**DATA IN THIS EXERCISE**
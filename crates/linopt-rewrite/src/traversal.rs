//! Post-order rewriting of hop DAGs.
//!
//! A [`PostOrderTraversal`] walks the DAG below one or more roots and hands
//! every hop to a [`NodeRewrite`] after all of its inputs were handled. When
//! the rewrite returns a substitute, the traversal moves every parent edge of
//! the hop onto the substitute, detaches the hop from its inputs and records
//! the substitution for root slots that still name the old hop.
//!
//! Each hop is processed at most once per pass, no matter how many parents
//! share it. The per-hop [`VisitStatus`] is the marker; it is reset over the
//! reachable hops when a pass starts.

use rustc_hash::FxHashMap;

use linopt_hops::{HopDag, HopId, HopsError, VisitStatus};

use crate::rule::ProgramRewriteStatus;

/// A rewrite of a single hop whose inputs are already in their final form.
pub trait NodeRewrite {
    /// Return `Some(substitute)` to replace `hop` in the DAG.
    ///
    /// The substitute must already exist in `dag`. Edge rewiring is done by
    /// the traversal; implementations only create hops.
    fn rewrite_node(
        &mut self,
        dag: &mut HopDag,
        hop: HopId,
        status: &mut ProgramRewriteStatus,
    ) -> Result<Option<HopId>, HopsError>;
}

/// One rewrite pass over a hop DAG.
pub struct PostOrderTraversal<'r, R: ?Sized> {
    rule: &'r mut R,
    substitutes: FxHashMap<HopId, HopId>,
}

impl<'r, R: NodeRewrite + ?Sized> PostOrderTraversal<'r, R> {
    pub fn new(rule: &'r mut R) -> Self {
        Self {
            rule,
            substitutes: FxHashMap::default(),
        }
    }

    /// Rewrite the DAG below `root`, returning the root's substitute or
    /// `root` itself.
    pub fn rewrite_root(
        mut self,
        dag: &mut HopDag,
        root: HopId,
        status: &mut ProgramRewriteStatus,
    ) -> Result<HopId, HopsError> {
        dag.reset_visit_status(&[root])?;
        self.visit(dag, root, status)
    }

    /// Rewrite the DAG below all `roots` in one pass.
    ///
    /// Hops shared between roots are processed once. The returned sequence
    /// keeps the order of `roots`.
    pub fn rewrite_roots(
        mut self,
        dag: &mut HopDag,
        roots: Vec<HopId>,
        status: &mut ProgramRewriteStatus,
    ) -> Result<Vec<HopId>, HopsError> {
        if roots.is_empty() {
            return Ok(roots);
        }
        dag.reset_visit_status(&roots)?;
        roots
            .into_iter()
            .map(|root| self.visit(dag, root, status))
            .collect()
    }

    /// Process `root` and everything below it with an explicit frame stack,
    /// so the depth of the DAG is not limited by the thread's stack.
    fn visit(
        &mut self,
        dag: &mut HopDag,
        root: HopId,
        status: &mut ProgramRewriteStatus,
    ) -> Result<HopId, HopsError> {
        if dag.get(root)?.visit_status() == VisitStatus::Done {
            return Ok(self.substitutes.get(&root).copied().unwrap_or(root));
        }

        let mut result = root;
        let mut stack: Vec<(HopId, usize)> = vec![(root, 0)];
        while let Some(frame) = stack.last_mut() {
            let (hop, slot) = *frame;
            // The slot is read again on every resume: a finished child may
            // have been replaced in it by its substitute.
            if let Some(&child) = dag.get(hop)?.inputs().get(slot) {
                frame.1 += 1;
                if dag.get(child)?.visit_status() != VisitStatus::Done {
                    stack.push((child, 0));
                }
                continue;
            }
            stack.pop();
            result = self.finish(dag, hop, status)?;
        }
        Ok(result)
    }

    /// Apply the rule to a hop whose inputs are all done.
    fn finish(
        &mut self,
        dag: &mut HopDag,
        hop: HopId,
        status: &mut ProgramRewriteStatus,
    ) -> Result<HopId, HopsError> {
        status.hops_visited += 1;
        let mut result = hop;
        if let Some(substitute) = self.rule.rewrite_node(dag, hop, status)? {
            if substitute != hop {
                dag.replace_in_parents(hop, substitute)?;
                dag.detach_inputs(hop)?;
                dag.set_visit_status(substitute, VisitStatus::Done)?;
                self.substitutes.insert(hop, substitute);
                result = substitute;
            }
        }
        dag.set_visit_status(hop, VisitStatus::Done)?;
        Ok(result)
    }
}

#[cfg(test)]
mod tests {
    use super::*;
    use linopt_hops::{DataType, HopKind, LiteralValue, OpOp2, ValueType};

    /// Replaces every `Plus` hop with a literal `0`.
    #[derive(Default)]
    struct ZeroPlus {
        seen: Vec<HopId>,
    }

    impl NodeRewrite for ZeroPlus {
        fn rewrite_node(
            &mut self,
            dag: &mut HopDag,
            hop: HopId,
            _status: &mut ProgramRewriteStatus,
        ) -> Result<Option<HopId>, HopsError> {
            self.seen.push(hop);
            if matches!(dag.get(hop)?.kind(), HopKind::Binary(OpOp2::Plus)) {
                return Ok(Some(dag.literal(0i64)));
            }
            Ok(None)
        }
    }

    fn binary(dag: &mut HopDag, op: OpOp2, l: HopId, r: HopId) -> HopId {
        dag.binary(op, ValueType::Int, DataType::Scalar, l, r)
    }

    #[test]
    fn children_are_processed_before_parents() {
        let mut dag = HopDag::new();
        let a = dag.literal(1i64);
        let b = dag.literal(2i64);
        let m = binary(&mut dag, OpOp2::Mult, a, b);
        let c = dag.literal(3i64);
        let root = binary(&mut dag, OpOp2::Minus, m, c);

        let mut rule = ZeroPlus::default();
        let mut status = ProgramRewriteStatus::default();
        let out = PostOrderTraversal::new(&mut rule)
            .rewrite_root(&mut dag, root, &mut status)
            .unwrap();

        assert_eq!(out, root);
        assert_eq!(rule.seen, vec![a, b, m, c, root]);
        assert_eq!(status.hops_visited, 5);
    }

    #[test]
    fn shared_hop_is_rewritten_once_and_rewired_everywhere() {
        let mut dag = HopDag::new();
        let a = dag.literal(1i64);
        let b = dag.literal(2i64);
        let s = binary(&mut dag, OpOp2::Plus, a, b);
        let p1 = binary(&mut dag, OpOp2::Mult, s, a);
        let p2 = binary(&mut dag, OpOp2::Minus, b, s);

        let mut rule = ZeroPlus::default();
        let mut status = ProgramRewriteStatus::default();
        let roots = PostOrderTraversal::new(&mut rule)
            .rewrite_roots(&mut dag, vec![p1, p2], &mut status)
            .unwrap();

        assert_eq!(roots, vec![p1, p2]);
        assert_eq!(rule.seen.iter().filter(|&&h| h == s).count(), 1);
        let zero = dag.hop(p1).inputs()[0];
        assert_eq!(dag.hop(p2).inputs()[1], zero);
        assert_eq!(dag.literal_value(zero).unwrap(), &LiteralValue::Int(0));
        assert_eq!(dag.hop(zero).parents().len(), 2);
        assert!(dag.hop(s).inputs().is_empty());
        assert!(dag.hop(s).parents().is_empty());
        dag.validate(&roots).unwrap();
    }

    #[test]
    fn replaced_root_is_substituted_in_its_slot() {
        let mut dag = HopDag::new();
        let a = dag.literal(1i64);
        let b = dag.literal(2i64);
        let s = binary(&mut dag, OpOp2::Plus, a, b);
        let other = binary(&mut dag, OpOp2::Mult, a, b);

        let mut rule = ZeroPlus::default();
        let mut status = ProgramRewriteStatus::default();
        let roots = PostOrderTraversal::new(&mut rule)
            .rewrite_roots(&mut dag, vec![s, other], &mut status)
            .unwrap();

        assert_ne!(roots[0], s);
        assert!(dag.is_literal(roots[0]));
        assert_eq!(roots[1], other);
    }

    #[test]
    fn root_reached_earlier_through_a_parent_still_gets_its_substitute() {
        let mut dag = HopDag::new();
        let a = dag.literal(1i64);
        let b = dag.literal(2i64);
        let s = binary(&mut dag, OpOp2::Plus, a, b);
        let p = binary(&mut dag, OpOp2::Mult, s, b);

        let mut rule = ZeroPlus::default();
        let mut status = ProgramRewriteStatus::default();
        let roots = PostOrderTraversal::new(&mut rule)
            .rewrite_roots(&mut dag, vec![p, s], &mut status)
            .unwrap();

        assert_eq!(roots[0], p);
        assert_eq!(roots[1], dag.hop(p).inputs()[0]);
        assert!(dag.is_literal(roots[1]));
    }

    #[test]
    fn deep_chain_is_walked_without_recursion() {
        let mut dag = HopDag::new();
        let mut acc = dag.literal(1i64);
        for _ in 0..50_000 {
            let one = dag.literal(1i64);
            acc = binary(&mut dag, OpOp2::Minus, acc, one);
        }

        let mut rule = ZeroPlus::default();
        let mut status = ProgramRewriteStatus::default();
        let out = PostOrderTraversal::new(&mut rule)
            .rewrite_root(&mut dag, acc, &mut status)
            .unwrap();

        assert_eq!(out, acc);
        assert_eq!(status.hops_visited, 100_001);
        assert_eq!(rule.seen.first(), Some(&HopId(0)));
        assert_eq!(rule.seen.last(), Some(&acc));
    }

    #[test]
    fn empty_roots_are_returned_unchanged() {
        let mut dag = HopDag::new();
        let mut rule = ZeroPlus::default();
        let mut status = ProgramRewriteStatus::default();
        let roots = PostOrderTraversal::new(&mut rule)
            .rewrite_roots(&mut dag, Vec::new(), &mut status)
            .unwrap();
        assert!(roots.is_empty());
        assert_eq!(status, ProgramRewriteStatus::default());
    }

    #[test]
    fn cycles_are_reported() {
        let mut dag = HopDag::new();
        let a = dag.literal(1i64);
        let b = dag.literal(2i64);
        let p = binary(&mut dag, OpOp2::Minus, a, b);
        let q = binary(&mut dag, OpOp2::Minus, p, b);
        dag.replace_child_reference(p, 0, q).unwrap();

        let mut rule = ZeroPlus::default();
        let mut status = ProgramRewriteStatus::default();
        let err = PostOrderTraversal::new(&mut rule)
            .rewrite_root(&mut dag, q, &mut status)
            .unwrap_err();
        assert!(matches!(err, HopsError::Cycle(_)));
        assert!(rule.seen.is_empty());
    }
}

**WHAT THE TASK REQUIRES**
Where the data above reaches the line holding "inputs and records", begin printing, and stop after the line holding "use crate::rule::ProgramRewriteStatus;". Each line must be reproduced exactly, with nothing else added.

**SOLVED PROBLEM**
//! the hop onto the substitute, detaches the hop from its inputs and records
//! the substitution for root slots that still name the old hop.
//!
//! Each hop is processed at most once per pass, no matter how many parents
//! share it. The per-hop [`VisitStatus`] is the marker; it is reset over the
//! reachable hops when a pass starts.

use rustc_hash::FxHashMap;

use linopt_hops::{HopDag, HopId, HopsError, VisitStatus};

use crate::rule::ProgramRewriteStatus;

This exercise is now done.